Bitcoin Anjlok, Penanam Modal Kripto Ketar-Ketir! Tapi, Mungkinkah Ini adalah Kesempatan Emas?

JAKARTA – Berita mengejutkan datang dari lingkungan ekonomi kripto. Dalam sepekan terakhir, biaya Bitcoin kemudian Ethereum mengalami penurunan yang dimaksud cukup signifikan.
Bitcoin merosot lebih tinggi dari 15%, menyentuh level USD49.700 dari sebelumnya USD59.500. Ethereum juga tak luput dari koreksi, turun ke level USD2.200 dari USD2.760.
Apa Penyebabnya?
Fahmi Almuttaqin, Crypto Analyst Reku, menjelaskan bahwa penurunan besar ini dipicu oleh beberapa faktor:
1. Ketakutan Resesi AS: Informasi sektor ketenagakerjaan Amerika Serikat yang dimaksud dirilis pekan lalu memicu kegelisahan akan resesi, menciptakan penanam modal beralih ke aset yang lebih banyak aman.
2. Potensial Tekanan Jual dari Kreditur Mt. Gox: Lebih dari 17 ribu kreditur Mt. Gox telah lama menerima pengembalian aset kripto mereka, berpotensi menyebabkan tekanan jual di area pasar.
3. Kebijakan Bank Sentral Jepang: Bank sentral Jepun meningkatkan suku bunga kemudian mengempiskan pembelian surat utang, yang dapat mempengaruhi sentimen pangsa global.
4. Adopsi Kripto yang dimaksud Lambat: Pertumbuhan adopsi kripto dari produk-produk di dalam lingkungan terdesentralisasi masih relatif minim.
Apakah Hal ini Saatnya Beli?
Indeks Fear & Greed, yang mana mengukur sentimen pasar, menunjukkan area “extreme fear” dalam bilangan 17. Menurut Fahmi, situasi ini sanggup menjadi potensi emas bagi penanam modal untuk membeli aset kripto dalam nilai yang mana relatif rendah.
“Investor Bitcoin dari pangsa modal Amerika Serikat juga bukan terlihat mengambil reaksi besar berhadapan dengan koreksi yang digunakan terjadi,” tambah Fahmi. “ETF Ethereum spot bahkan membukukan netflow positif sebesar USD48,8 jt pada perdagangan hari Awal Minggu lalu (4/8/2024),” tambahnya.

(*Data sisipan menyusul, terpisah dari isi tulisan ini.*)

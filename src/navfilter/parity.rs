use log::debug;

use super::{lnav, NavFilter, NavFilterKey, NavMsgList};
use crate::prelude::Error;

/// [ParityFilter] rejects LNAV subframes where any of the 10 words
/// fails its parity check. Stateless: decisions are immediate.
#[derive(Debug, Default)]
pub struct ParityFilter<'a> {
    rejected: NavMsgList<'a>,
}

impl<'a> ParityFilter<'a> {
    pub fn new() -> Self {
        Self::default()
    }
}

impl<'a> NavFilter<'a> for ParityFilter<'a> {
    fn name(&self) -> &'static str {
        "parity"
    }

    fn validate(
        &mut self,
        input: NavMsgList<'a>,
        output: &mut NavMsgList<'a>,
    ) -> Result<(), Error> {
        for msg in input {
            let words = msg.lnav_words()?;
            if lnav::check_parity(words) {
                output.push(msg);
            } else {
                debug!("{} - parity failure", msg);
                self.rejected.push(msg);
            }
        }
        Ok(())
    }

    fn rejected(&self) -> &[NavFilterKey<'a>] {
        &self.rejected
    }

    fn clear_rejected(&mut self) {
        self.rejected.clear();
    }
}
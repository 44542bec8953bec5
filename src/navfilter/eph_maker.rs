use std::collections::HashMap;

use log::{debug, error, warn};

use super::{lnav, NavFilter, NavFilterKey, NavMsgList, PendingQueue, Verdict};
use crate::prelude::{Duration, Epoch, Error, OrbElem, SV};

/// Whatever the subframe it starts with, a set is complete within 24 s.
/// A set still partial one frame after its first subframe is dropped.
const SET_TIMEOUT_S: f64 = 30.0;

/// Subframes 1, 2 and 3 collected for one satellite (and one source)
#[derive(Debug, Default)]
struct PartialSet<'a> {
    slots: [Option<(u64, NavFilterKey<'a>)>; 3],
}

impl<'a> PartialSet<'a> {
    fn len(&self) -> usize {
        self.slots.iter().flatten().count()
    }

    fn handles(&self) -> Vec<u64> {
        self.slots
            .iter()
            .flatten()
            .map(|(handle, _)| *handle)
            .collect()
    }

    /// Time tag of the earliest subframe
    fn first_epoch(&self) -> Option<Epoch> {
        self.slots.iter().flatten().map(|(_, msg)| msg.epoch).min()
    }

    fn complete(&self) -> Option<[(u64, NavFilterKey<'a>); 3]> {
        match self.slots {
            [Some(sf1), Some(sf2), Some(sf3)] => Some([sf1, sf2, sf3]),
            _ => None,
        }
    }
}

/// Issue of data carried by each subframe:
/// IODC (8 LSB) in subframe 1, IODE in subframes 2 and 3.
fn issue_of_data(subframe: u8, cooked: &[u32; lnav::WORDS]) -> u32 {
    match subframe {
        1 => lnav::field(cooked, 211, 8),
        2 => lnav::field(cooked, 61, 8),
        _ => lnav::field(cooked, 271, 8),
    }
}

/// [EphMaker] assembles subframes 1, 2 and 3 into [OrbElem]s.
///
/// Subframes are grouped per satellite and per source. Ephemeris subframes
/// are held back until their set is complete and consistent (same issue
/// of data in all three), then released together.
/// Subframes that do not contribute to the ephemeris go through.
/// A partial set is dropped as soon as it is superseded by a newer subframe
/// of the same kind, or by a newer issue of data, or when any message
/// (whatever the satellite) is tagged one frame past its first subframe.
/// Stalled satellites therefore never hold back the others for long.
#[derive(Debug, Default)]
pub struct EphMaker<'a> {
    queue: PendingQueue<'a>,
    partials: HashMap<(SV, u16), PartialSet<'a>>,
    assembled: Vec<OrbElem>,
    incomplete: usize,
    rejected: NavMsgList<'a>,
}

impl<'a> EphMaker<'a> {
    pub fn new() -> Self {
        Self::default()
    }

    fn drop_partial(&mut self, key: (SV, u16)) {
        if let Some(partial) = self.partials.remove(&key) {
            let handles = partial.handles();
            debug!(
                "{}(src#{}) - dropping {} unmatched subframe(s)",
                key.0,
                key.1,
                handles.len()
            );
            self.incomplete += handles.len();
            for handle in handles {
                self.queue.decide(handle, Verdict::Rejected);
            }
        }
    }

    /// Drops every partial set that can no longer complete by `now`.
    fn expire(&mut self, now: Epoch) {
        let timeout = Duration::from_seconds(SET_TIMEOUT_S);

        let expired = self
            .partials
            .iter()
            .filter(|(_, partial)| {
                partial
                    .first_epoch()
                    .is_some_and(|first| first + timeout < now)
            })
            .map(|(key, _)| *key)
            .collect::<Vec<_>>();

        for key in expired {
            debug!("{}(src#{}) - partial set timed out", key.0, key.1);
            self.drop_partial(key);
        }
    }

    fn assemble(&mut self, key: (SV, u16)) {
        let set = match self.partials.get(&key).and_then(|partial| partial.complete()) {
            Some(set) => set,
            None => return,
        };

        let [(h1, sf1), (h2, sf2), (h3, sf3)] = set;

        let (w1, w2, w3) = match (sf1.lnav_words(), sf2.lnav_words(), sf3.lnav_words()) {
            (Ok(w1), Ok(w2), Ok(w3)) => (w1, w2, w3),
            _ => {
                // word count was verified on arrival
                self.drop_partial(key);
                return;
            },
        };

        let (c1, c2, c3) = (lnav::cook(w1), lnav::cook(w2), lnav::cook(w3));
        let iods = [
            issue_of_data(1, &c1),
            issue_of_data(2, &c2),
            issue_of_data(3, &c3),
        ];

        if iods[0] != iods[1] || iods[1] != iods[2] {
            // keep the most recent subframe, it may start a new set
            let newest = [(h1, sf1, 0), (h2, sf2, 1), (h3, sf3, 2)]
                .into_iter()
                .max_by_key(|(handle, _, _)| *handle);

            warn!(
                "{}(src#{}) - issue of data mismatch {:?}",
                key.0, key.1, iods
            );

            self.drop_partial(key);

            if let Some((handle, msg, slot)) = newest {
                self.incomplete -= 1;
                self.queue.decide(handle, Verdict::Pending);
                let partial = self.partials.entry(key).or_default();
                partial.slots[slot] = Some((handle, msg));
            }
            return;
        }

        self.partials.remove(&key);

        let decision = match OrbElem::from_lnav(sf1.sv, [w1, w2, w3], sf1.epoch) {
            Ok(orb) => {
                debug!("{}(src#{}) - new ephemeris toe={}", key.0, key.1, orb.toe);
                self.assembled.push(orb);
                Verdict::Accepted
            },
            Err(e) => {
                error!("{}(src#{}) - ephemeris decoding: {}", key.0, key.1, e);
                self.incomplete += 3;
                Verdict::Rejected
            },
        };

        for handle in [h1, h2, h3] {
            self.queue.decide(handle, decision);
        }
    }
}

impl<'a> NavFilter<'a> for EphMaker<'a> {
    fn name(&self) -> &'static str {
        "eph-maker"
    }

    fn validate(
        &mut self,
        input: NavMsgList<'a>,
        output: &mut NavMsgList<'a>,
    ) -> Result<(), Error> {
        for msg in input {
            let cooked = lnav::cook(msg.lnav_words()?);
            let subframe = lnav::subframe_id(&cooked);

            self.expire(msg.epoch);

            if !(1..=3).contains(&subframe) {
                self.queue.push(msg, Verdict::Accepted);
                continue;
            }

            let key = (msg.sv, msg.source);
            let slot = (subframe - 1) as usize;

            if self
                .partials
                .get(&key)
                .is_some_and(|partial| partial.slots[slot].is_some())
            {
                self.drop_partial(key);
            }

            let handle = self.queue.push(msg, Verdict::Pending);
            let partial = self.partials.entry(key).or_default();
            partial.slots[slot] = Some((handle, msg));

            if partial.len() == 3 {
                self.assemble(key);
            }
        }

        self.queue.release(output, &mut self.rejected);
        Ok(())
    }

    fn finalize(&mut self, output: &mut NavMsgList<'a>) -> Result<(), Error> {
        let keys = self.partials.keys().copied().collect::<Vec<_>>();
        for key in keys {
            self.drop_partial(key);
        }
        self.queue.release(output, &mut self.rejected);
        Ok(())
    }

    fn wait_length(&self) -> usize {
        2
    }

    fn rejected(&self) -> &[NavFilterKey<'a>] {
        &self.rejected
    }

    fn clear_rejected(&mut self) {
        self.rejected.clear();
    }

    fn incomplete(&self) -> usize {
        self.incomplete
    }

    fn take_assembled(&mut self) -> Vec<OrbElem> {
        std::mem::take(&mut self.assembled)
    }
}
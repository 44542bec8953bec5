use log::debug;

use super::{lnav, NavFilter, NavFilterKey, NavMsgList};
use crate::prelude::Error;

/// [TlmHowFilter] checks the structure of the first two words of
/// LNAV subframes: TLM preamble, HOW D29/D30 forced to zero,
/// TOW count within the week and a legal subframe ID.
#[derive(Debug, Default)]
pub struct TlmHowFilter<'a> {
    rejected: NavMsgList<'a>,
}

impl<'a> TlmHowFilter<'a> {
    pub fn new() -> Self {
        Self::default()
    }

    fn is_valid(words: &[u32; lnav::WORDS]) -> bool {
        let cooked = lnav::cook(words);
        lnav::has_preamble(&cooked)
            && cooked[1] & 0x3 == 0
            && lnav::tow_count(&cooked) < lnav::TOW_COUNT_MAX
            && (1..=5).contains(&lnav::subframe_id(&cooked))
    }
}

impl<'a> NavFilter<'a> for TlmHowFilter<'a> {
    fn name(&self) -> &'static str {
        "tlm-how"
    }

    fn validate(
        &mut self,
        input: NavMsgList<'a>,
        output: &mut NavMsgList<'a>,
    ) -> Result<(), Error> {
        for msg in input {
            if Self::is_valid(msg.lnav_words()?) {
                output.push(msg);
            } else {
                debug!("{} - invalid TLM/HOW", msg);
                self.rejected.push(msg);
            }
        }
        Ok(())
    }

    fn rejected(&self) -> &[NavFilterKey<'a>] {
        &self.rejected
    }

    fn clear_rejected(&mut self) {
        self.rejected.clear();
    }
}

Optimisme Penambang Bitcoin
Para penambang Bitcoin sendiri masih optimis. Penurunan hash rate yang dimaksud terjadi masih tergolong fluktuasi normal kemudian tiada mengindikasikan adanya penghentian operasi penambangan besar-besaran.
Potensi Pergerakan Bitcoin ke Depannya
Fahmi mengawasi bahwa tren bullish Bitcoin masih kemungkinan besar bertahan. Periode Agustus-September bisa jadi menjadi periode akumulasi bagi sebagian pemodal untuk bersiap menghadapi reli utama pada fase bullish kripto berikutnya, yang mana berpotensi terjadi pasca The Fed mengubah arah kebijakan suku bunga.
Namun, Fahmi juga mengingatkan bahwa jikalau suku bunga diturunkan pada waktu kenaikan harga Amerika Serikat masih tinggi, ada kemungkinan suku bunga akan ditahan kembali, teristimewa apabila kenaikan harga kembali naik. Hal ini dapat menghambat reli yang tersebut akan berlangsung.
Rekomendasi untuk Investor
Di berada dalam ketidakpastian pasar, Reku menyarankan pemodal untuk mengambil langkah yang mana cermat lalu tidak ada tergesa-gesa. Fahmi menyarankan untuk mencari sumber informasi yang tersebut mudah dimengerti lalu sudah ada mencakup analisis pasar.
Selain itu, pemodal juga sanggup melakukan strategi menabung rutin (dollar-cost averaging) serta memantau kondisi lingkungan ekonomi secara reguler. “Fitur Portfolio Analysis dalam Reku juga dapat membantu pemodal meninjau rangkuman investasinya secara real-time,” ungkapnya.
“Pasar kripto memang benar sedang mengalami masa-masa sulit, tetapi tidak berarti tak ada peluang. Dengan strategi yang tersebut tepat dan juga informasi yang dimaksud akurat, pemodal masih mampu meraih keuntungan dalam sedang ketidakpastian ini,” beber Fahmi.
Data serta Angka Penting:
– Penurunan biaya Bitcoin lebih banyak dari 15% pada 24 jam.
– Ethereum terkoreksi ke level USD2.200 dari USD2.760.
– Angka Fear & Greed menunjukkan area “extreme fear” dalam hitungan 17.
– ETF Ethereum spot membukukan netflow positif sebesar USD48,8 jt pada4Agustus2024.